PROBLEM DETAILS
Scan the data below and give the number of lines that include the word "integrator", with no other words.

[Stored data]
○ ○ ○ ○
//! Monod growth kinetics.
//!
//! μ(S) = μmax · S / (Ks + S)
//!
//! Saturating in S: half of μmax is reached at S = Ks, and μ approaches but
//! never equals μmax.

/// Specific growth rate (1/h) at the given substrate concentration.
///
/// Substrate at or below zero yields zero growth.
#[inline]
pub fn specific_growth_rate(substrate_g_per_L: f64, max_growth_rate_per_h: f64, half_saturation_g_per_L: f64) -> f64 {
    if substrate_g_per_L <= 0.0 {
        return 0.0;
    }
    max_growth_rate_per_h * substrate_g_per_L / (half_saturation_g_per_L + substrate_g_per_L)
}

#[cfg(test)]
mod tests {
    use super::*;

    #[test]
    fn test_zero_substrate_gives_zero_growth() {
        assert_eq!(specific_growth_rate(0.0, 0.4, 0.5), 0.0);
    }

    #[test]
    fn test_half_max_at_half_saturation() {
        let mu = specific_growth_rate(0.5, 0.4, 0.5);
        assert!((mu - 0.2).abs() < 1e-12, "μ(Ks) should be μmax/2, got {}", mu);
    }

    #[test]
    fn test_bounded_and_monotonic() {
        let mut previous = 0.0;
        for i in 0..2000 {
            let s = i as f64 * 0.25;
            let mu = specific_growth_rate(s, 0.4, 0.5);
            assert!(mu >= previous, "μ must not decrease: μ({}) = {} < {}", s, mu, previous);
            assert!(mu < 0.4, "μ must stay below μmax, got {}", mu);
            previous = mu;
        }
    }

    #[test]
    fn test_approaches_max_at_high_substrate() {
        let mu = specific_growth_rate(1e6, 0.4, 0.5);
        assert!((0.4 - mu) < 1e-6);
    }
}
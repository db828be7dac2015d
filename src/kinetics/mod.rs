//! Chemostat kinetics.
//!
//! This module implements:
//! - Monod specific growth rate
//! - Biomass and substrate mass balances for a constant-volume reactor
//! - Fixed-step forward Euler time integration
//! - Analytical steady state and washout threshold
//!
//! Mass balances (constant volume, sterile feed):
//!   dX/dt = (μ(S) - D)·X
//!   dS/dt = D·(Sf - S) - μ(S)·X / Yxs
//!
//! Reference: Monod J, Annales de l'Institut Pasteur, 1950;
//! Novick A, Szilard L, Science, 1950

pub mod integrator;
pub mod model;
pub mod monod;
pub mod steady_state;

pub use integrator::EulerIntegrator;
pub use model::{derivatives, step, ModelParameters};
pub use monod::specific_growth_rate;
pub use steady_state::{classify, predict, washout_dilution_rate, CultureStatus, SteadyState};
○ ○ ○ ○
EXERCISE RESPONSE
2